== The task ==
Repeat the entries that appear below, exactly and in full.

Segment Open

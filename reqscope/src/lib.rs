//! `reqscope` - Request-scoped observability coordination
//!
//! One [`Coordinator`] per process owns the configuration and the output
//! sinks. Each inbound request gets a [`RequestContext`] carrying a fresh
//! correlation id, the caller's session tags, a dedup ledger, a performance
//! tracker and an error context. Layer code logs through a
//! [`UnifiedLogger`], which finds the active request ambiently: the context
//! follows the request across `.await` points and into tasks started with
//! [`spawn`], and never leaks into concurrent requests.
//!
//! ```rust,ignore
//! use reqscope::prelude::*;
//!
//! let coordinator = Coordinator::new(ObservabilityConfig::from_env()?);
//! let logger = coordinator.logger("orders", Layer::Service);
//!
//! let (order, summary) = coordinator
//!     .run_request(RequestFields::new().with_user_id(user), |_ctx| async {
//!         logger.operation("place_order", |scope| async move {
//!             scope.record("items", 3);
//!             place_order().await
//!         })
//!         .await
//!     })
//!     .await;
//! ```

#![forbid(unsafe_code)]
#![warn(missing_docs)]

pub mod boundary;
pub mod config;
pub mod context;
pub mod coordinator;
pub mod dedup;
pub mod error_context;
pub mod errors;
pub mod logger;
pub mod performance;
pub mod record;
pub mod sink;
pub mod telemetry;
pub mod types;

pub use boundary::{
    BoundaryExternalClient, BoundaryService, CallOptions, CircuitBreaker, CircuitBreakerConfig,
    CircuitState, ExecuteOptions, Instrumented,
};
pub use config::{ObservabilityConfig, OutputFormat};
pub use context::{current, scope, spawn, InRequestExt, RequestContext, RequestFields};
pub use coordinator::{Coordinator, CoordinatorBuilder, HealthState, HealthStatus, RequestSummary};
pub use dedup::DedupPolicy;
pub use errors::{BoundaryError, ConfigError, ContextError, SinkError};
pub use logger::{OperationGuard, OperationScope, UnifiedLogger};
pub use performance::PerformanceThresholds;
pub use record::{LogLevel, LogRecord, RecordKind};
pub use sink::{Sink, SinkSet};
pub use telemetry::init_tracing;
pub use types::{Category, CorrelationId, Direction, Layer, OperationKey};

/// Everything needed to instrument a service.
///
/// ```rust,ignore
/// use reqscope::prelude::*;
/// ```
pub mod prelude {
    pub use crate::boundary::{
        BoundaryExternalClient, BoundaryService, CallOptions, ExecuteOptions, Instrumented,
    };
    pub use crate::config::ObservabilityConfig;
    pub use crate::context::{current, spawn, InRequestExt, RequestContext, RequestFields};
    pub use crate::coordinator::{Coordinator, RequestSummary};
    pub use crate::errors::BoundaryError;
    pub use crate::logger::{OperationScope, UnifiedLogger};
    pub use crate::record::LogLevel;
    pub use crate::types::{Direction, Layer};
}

Segment Closed

== Response box ==
filename reqscope/src/lib.rs
//! `reqscope` - Request-scoped observability coordination
//!
//! One [`Coordinator`] per process owns the configuration and the output
//! sinks. Each inbound request gets a [`RequestContext`] carrying a fresh
//! correlation id, the caller's session tags, a dedup ledger, a performance
//! tracker and an error context. Layer code logs through a
//! [`UnifiedLogger`], which finds the active request ambiently: the context
//! follows the request across `.await` points and into tasks started with
//! [`spawn`], and never leaks into concurrent requests.
//!
//! ```rust,ignore
//! use reqscope::prelude::*;
//!
//! let coordinator = Coordinator::new(ObservabilityConfig::from_env()?);
//! let logger = coordinator.logger("orders", Layer::Service);
//!
//! let (order, summary) = coordinator
//!     .run_request(RequestFields::new().with_user_id(user), |_ctx| async {
//!         logger.operation("place_order", |scope| async move {
//!             scope.record("items", 3);
//!             place_order().await
//!         })
//!         .await
//!     })
//!     .await;
//! ```

#![forbid(unsafe_code)]
#![warn(missing_docs)]

pub mod boundary;
pub mod config;
pub mod context;
pub mod coordinator;
pub mod dedup;
pub mod error_context;
pub mod errors;
pub mod logger;
pub mod performance;
pub mod record;
pub mod sink;
pub mod telemetry;
pub mod types;

pub use boundary::{
    BoundaryExternalClient, BoundaryService, CallOptions, CircuitBreaker, CircuitBreakerConfig,
    CircuitState, ExecuteOptions, Instrumented,
};
pub use config::{ObservabilityConfig, OutputFormat};
pub use context::{current, scope, spawn, InRequestExt, RequestContext, RequestFields};
pub use coordinator::{Coordinator, CoordinatorBuilder, HealthState, HealthStatus, RequestSummary};
pub use dedup::DedupPolicy;
pub use errors::{BoundaryError, ConfigError, ContextError, SinkError};
pub use logger::{OperationGuard, OperationScope, UnifiedLogger};
pub use performance::PerformanceThresholds;
pub use record::{LogLevel, LogRecord, RecordKind};
pub use sink::{Sink, SinkSet};
pub use telemetry::init_tracing;
pub use types::{Category, CorrelationId, Direction, Layer, OperationKey};

/// Everything needed to instrument a service.
///
/// ```rust,ignore
/// use reqscope::prelude::*;
/// ```
pub mod prelude {
    pub use crate::boundary::{
        BoundaryExternalClient, BoundaryService, CallOptions, ExecuteOptions, Instrumented,
    };
    pub use crate::config::ObservabilityConfig;
    pub use crate::context::{current, spawn, InRequestExt, RequestContext, RequestFields};
    pub use crate::coordinator::{Coordinator, RequestSummary};
    pub use crate::errors::BoundaryError;
    pub use crate::logger::{OperationScope, UnifiedLogger};
    pub use crate::record::LogLevel;
    pub use crate::types::{Direction, Layer};
}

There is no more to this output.